Some say the nominees to the Board are further evidence of the Lowy influence on football - Carrozzi, Moulis, Nikou, Reid are all alumni of a Lowy Board and would join Rosmarin and Murray.
Some say it’s a ‘Melbourne Greeks v Sydney Italians’ battle with Nikou and Moulis (who is a Canberra person) on the one side, versus Carrozzi and Nogarotto on the other.
Some say a few of the candidates are in it to confuse the lobbying efforts of possible frontrunners and could drop out before election day on 19 November.
What do the nominees stand for?
Other than Foster, Nogarotto and Reid, all of whom have runs on the board to one extent or another, who knows?
What is clear is that the AAFC's intervention by way of a community forum in Melbourne on Monday 12 November is both timely and strategic. AAFC's argument is that even though other stakeholders do not have a vote, this election is too important for the broader stakeholder group not to know what the Board candidates stand for and what they would bring to the Board table and, in some cases, football.
To be faciliated by FOX Sports' Simon Hill, and broadcast live on FNR Radio and via webcast, it would be a brave candidate not to be involved.
The football community bought into the so-called reform process because it wanted change. That change wasn't about shifting deckchairs. The football community wants and deserves greater democracy, transparency and accountability - and the candidates who understand this, live it, and show that they understand and champion our game will be candidates people will be prepared to support.

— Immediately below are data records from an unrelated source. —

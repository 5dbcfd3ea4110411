use std::{
    sync::{Arc, Mutex},
    time::Duration,
};

use coset::{cbor::value::Value, iana, CborSerializable, CoseKey, CoseKeyBuilder};
use platform_passkey_native::{
    AuthenticatorClass, Ceremony, CeremonyId, CeremonyState, MockPresentationAnchorProvider,
    NativeAssertion, NativeAttachment, NativeCredential, NativeCredentialBody, NativeError,
    NativeErrorCode, NativeRegistration, NativeRequest,
};
use platform_passkey_types::{
    crypto::sha256,
    webauthn::{AuthenticatorAttachment, AuthenticatorTransport, ErrorKind},
    Bytes,
};
use serde_json::json;

use super::*;

type Responder = Box<dyn Fn(&Ceremony) -> Option<NativeCredentialResult> + Send + Sync>;
type NativeCredentialResult = Result<NativeCredential, NativeError>;

/// What the controller was asked to do.
#[derive(Debug)]
struct Performed {
    kind: CeremonyKind,
    requests: Vec<NativeRequest>,
    state: Option<CeremonyState>,
}

#[derive(Default, Clone)]
struct Journal {
    performed: Arc<Mutex<Vec<Performed>>>,
    cancelled: Arc<Mutex<Vec<CeremonyId>>>,
}

struct FakeController {
    respond: Responder,
    journal: Journal,
}

impl AuthorizationController for FakeController {
    fn perform(&self, ceremony: Ceremony) {
        self.journal.performed.lock().unwrap().push(Performed {
            kind: ceremony.kind,
            requests: ceremony.requests.clone(),
            state: ceremony.state.current(),
        });
        match (self.respond)(&ceremony) {
            Some(Ok(credential)) => ceremony.completion.succeed(credential),
            Some(Err(error)) => ceremony.completion.fail(error),
            None => {}
        }
    }

    fn cancel(&self, id: CeremonyId) {
        self.journal.cancelled.lock().unwrap().push(id);
    }
}

fn anchors() -> MockPresentationAnchorProvider {
    let mut anchors = MockPresentationAnchorProvider::new();
    anchors
        .expect_anchor()
        .returning(|_| Ok(PresentationAnchor::new("main window")));
    anchors
}

fn client(
    respond: impl Fn(&Ceremony) -> Option<NativeCredentialResult> + Send + Sync + 'static,
) -> (Client, Journal) {
    let journal = Journal::default();
    let controller = FakeController {
        respond: Box::new(respond),
        journal: journal.clone(),
    };
    (Client::new(controller, anchors()), journal)
}

fn context(origin: &str) -> CallerContext {
    CallerContext::new(origin, WindowHandle::new(vec![0x2a]))
}

fn p256_key() -> CoseKey {
    CoseKeyBuilder::new_ec2_pub_key(iana::EllipticCurve::P_256, vec![3; 32], vec![4; 32])
        .algorithm(iana::Algorithm::ES256)
        .build()
}

fn attestation_object(credential_id: &[u8]) -> Vec<u8> {
    let mut auth_data = sha256(b"example.com").to_vec();
    // UP | UV | AT
    auth_data.push(0x45);
    auth_data.extend_from_slice(&0u32.to_be_bytes());
    auth_data.extend_from_slice(&[0; 16]);
    auth_data.extend_from_slice(&u16::try_from(credential_id.len()).unwrap().to_be_bytes());
    auth_data.extend_from_slice(credential_id);
    auth_data.extend(p256_key().to_vec().unwrap());

    let value = Value::Map(vec![
        (Value::Text("fmt".into()), Value::Text("none".into())),
        (Value::Text("attStmt".into()), Value::Map(vec![])),
        (Value::Text("authData".into()), Value::Bytes(auth_data)),
    ]);
    let mut buf = Vec::new();
    coset::cbor::ser::into_writer(&value, &mut buf).unwrap();
    buf
}

fn registration() -> NativeCredential {
    NativeCredential {
        class: AuthenticatorClass::Platform,
        attachment: NativeAttachment::Platform,
        credential_id: vec![0xc0; 16].into(),
        body: NativeCredentialBody::Registration(NativeRegistration {
            attestation_object: attestation_object(&[0xc0; 16]).into(),
            transports: vec![AuthenticatorTransport::Internal, AuthenticatorTransport::Hybrid],
            prf: None,
            large_blob_supported: None,
        }),
    }
}

fn assertion(class: AuthenticatorClass) -> NativeCredential {
    NativeCredential {
        class,
        attachment: NativeAttachment::CrossPlatform,
        credential_id: vec![0xc0; 16].into(),
        body: NativeCredentialBody::Assertion(NativeAssertion {
            authenticator_data: vec![0; 37].into(),
            signature: vec![0x30; 70].into(),
            user_handle: Some(vec![1, 2, 3].into()),
            prf: None,
            large_blob: None,
        }),
    }
}
//! # Platform Passkey Types
//!
//! Rust type definitions for the subset of the [WebAuthn] specification consumed and produced when
//! running ceremonies against a native platform authenticator.
//!
//! Binary members use [`Bytes`], which is serialized as an unpadded `base64url` string so that
//! results can be handed to a relying party server without further encoding.
//!
//! [WebAuthn]: https://w3c.github.io/webauthn

mod utils;

pub mod webauthn;

// Re-exports
pub use utils::{
    bytes::{Bytes, NotBase64Encoded},
    crypto, encoding,
};
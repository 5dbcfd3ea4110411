use coset::iana;
use indexmap::IndexMap;
use platform_passkey_types::{
    webauthn::{AttestationConveyancePreference, LargeBlobSupport, UserVerificationRequirement},
    Bytes,
};

/// The class of authenticator a [`NativeRequest`] is addressed to.
#[derive(Debug, Clone, Copy, PartialEq, Eq, Hash, strum::Display)]
pub enum AuthenticatorClass {
    /// The built-in authenticator of the platform, usually backed by biometrics.
    #[strum(serialize = "platform")]
    Platform,
    /// A roaming authenticator reached over USB, NFC or BLE.
    #[strum(serialize = "security-key")]
    SecurityKey,
}

/// The direction of a ceremony.
#[derive(Debug, Clone, Copy, PartialEq, Eq, Hash, strum::Display)]
pub enum CeremonyKind {
    /// Authentication, `navigator.credentials.get`.
    #[strum(serialize = "get")]
    Get,
    /// Registration, `navigator.credentials.create`.
    #[strum(serialize = "create")]
    Create,
}

/// User information for a registration request.
#[derive(Debug, Clone, PartialEq, Eq)]
pub struct NativeUser {
    /// The user handle chosen by the relying party.
    pub id: Bytes,
    /// Human-palatable account identifier.
    pub name: String,
    /// Human-palatable display name.
    pub display_name: String,
}

/// A pair of PRF salts.
#[derive(Debug, Clone, PartialEq, Eq)]
pub struct PrfSalts {
    /// First salt, always present.
    pub first: Bytes,
    /// Optional second salt.
    pub second: Option<Bytes>,
}

/// The PRF inputs handed to a platform request.
#[derive(Debug, Clone, Default, PartialEq, Eq)]
pub struct NativePrfInput {
    /// Salts evaluated for whichever credential ends up being used.
    pub eval: Option<PrfSalts>,
    /// Salts keyed by raw credential id, sorted by id.
    pub eval_by_credential: IndexMap<Bytes, PrfSalts>,
}

/// The large blob operation handed to a platform request.
#[derive(Debug, Clone, PartialEq, Eq)]
pub enum NativeLargeBlobInput {
    /// Registration: ask for large blob support.
    Support(LargeBlobSupport),
    /// Authentication: read the stored blob.
    Read,
    /// Authentication: replace the stored blob.
    Write(Bytes),
}

/// Extension inputs understood by the native layer.
#[derive(Debug, Clone, Default, PartialEq, Eq)]
pub struct NativeExtensions {
    /// Pseudo-random function evaluation.
    pub prf: Option<NativePrfInput>,
    /// Large blob storage.
    pub large_blob: Option<NativeLargeBlobInput>,
}

impl NativeExtensions {
    /// Whether no extension is requested.
    pub fn is_empty(&self) -> bool {
        self.prf.is_none() && self.large_blob.is_none()
    }
}

/// A single request to one class of authenticator.
///
/// A ceremony carries one of these per enabled [`AuthenticatorClass`]. The values that do not fit
/// here, such as the client data hash, are looked up through the ceremony's
/// [`StateLookup`](crate::StateLookup) when the native layer rebuilds its options.
#[derive(Debug, Clone, PartialEq)]
pub struct NativeRequest {
    class: AuthenticatorClass,
    rp_id: String,
    challenge: Bytes,
    user: Option<NativeUser>,
    user_verification: UserVerificationRequirement,
    attestation: AttestationConveyancePreference,
    algorithms: Vec<iana::Algorithm>,
    exclude_credentials: Vec<Bytes>,
    allow_credentials: Vec<Bytes>,
    resident_key_required: bool,
    extensions: NativeExtensions,
}

impl NativeRequest {
    fn new(class: AuthenticatorClass, rp_id: impl Into<String>) -> Self {
        Self {
            class,
            rp_id: rp_id.into(),
            challenge: Bytes::default(),
            user: None,
            user_verification: UserVerificationRequirement::default(),
            attestation: AttestationConveyancePreference::default(),
            algorithms: Vec::new(),
            exclude_credentials: Vec::new(),
            allow_credentials: Vec::new(),
            resident_key_required: false,
            extensions: NativeExtensions::default(),
        }
    }

    /// Create a request for the platform authenticator.
    pub fn platform(rp_id: impl Into<String>) -> Self {
        Self::new(AuthenticatorClass::Platform, rp_id)
    }

    /// Create a request for an external security key.
    pub fn security_key(rp_id: impl Into<String>) -> Self {
        Self::new(AuthenticatorClass::SecurityKey, rp_id)
    }

    /// Set the challenge.
    pub fn set_challenge(&mut self, challenge: impl Into<Bytes>) -> &mut Self {
        self.challenge = challenge.into();
        self
    }

    /// Set the user of a registration request.
    pub fn set_user(&mut self, user: NativeUser) -> &mut Self {
        self.user = Some(user);
        self
    }

    /// Set the user verification preference.
    pub fn set_user_verification(&mut self, uv: UserVerificationRequirement) -> &mut Self {
        self.user_verification = uv;
        self
    }

    /// Set the attestation preference.
    pub fn set_attestation(&mut self, attestation: AttestationConveyancePreference) -> &mut Self {
        self.attestation = attestation;
        self
    }

    /// Set the acceptable credential algorithms, in order of preference.
    pub fn set_algorithms(&mut self, algorithms: Vec<iana::Algorithm>) -> &mut Self {
        self.algorithms = algorithms;
        self
    }

    /// Set the credential ids that must not be registered again.
    pub fn set_exclude_credentials(&mut self, ids: Vec<Bytes>) -> &mut Self {
        self.exclude_credentials = ids;
        self
    }

    /// Set the credential ids acceptable for an assertion.
    pub fn set_allow_credentials(&mut self, ids: Vec<Bytes>) -> &mut Self {
        self.allow_credentials = ids;
        self
    }

    /// Require a discoverable credential.
    pub fn set_resident_key_required(&mut self, required: bool) -> &mut Self {
        self.resident_key_required = required;
        self
    }

    /// Set the extension inputs.
    pub fn set_extensions(&mut self, extensions: NativeExtensions) -> &mut Self {
        self.extensions = extensions;
        self
    }

    /// The authenticator class this request targets.
    pub fn class(&self) -> AuthenticatorClass {
        self.class
    }

    /// The relying party id.
    pub fn rp_id(&self) -> &str {
        &self.rp_id
    }

    /// The challenge.
    pub fn challenge(&self) -> &[u8] {
        &self.challenge
    }

    /// The user of a registration request.
    pub fn user(&self) -> Option<&NativeUser> {
        self.user.as_ref()
    }

    /// The user verification preference.
    pub fn user_verification(&self) -> UserVerificationRequirement {
        self.user_verification
    }

    /// The attestation preference.
    pub fn attestation(&self) -> AttestationConveyancePreference {
        self.attestation
    }

    /// The acceptable credential algorithms.
    pub fn algorithms(&self) -> &[iana::Algorithm] {
        &self.algorithms
    }

    /// The excluded credential ids.
    pub fn exclude_credentials(&self) -> &[Bytes] {
        &self.exclude_credentials
    }

    /// The allowed credential ids.
    pub fn allow_credentials(&self) -> &[Bytes] {
        &self.allow_credentials
    }

    /// Whether a discoverable credential is required.
    pub fn resident_key_required(&self) -> bool {
        self.resident_key_required
    }

    /// The extension inputs.
    pub fn extensions(&self) -> &NativeExtensions {
        &self.extensions
    }
}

In the meantime, in the absence of an official announcement, this is what we've been able to piece together from sources about who nominated whom. Just why certain parties would choose to nominate them, why some didn't nominate anyone (for example, most of the A-League clubs), as well as background on the candidates, are matters for another day.
|Craig Foster||PFA Women's Council||PFA|
Who wants to be chairman?
As part of the nomination process, candidates were required to strike out a sentence if they did not intend also running for chairman of FFA.
The six people who indicated they will be standing for chairman - the individual to be the face and champion of our game - are Carrozzi, Foster, Griggs, Nikou, Nogarotto and Rendell.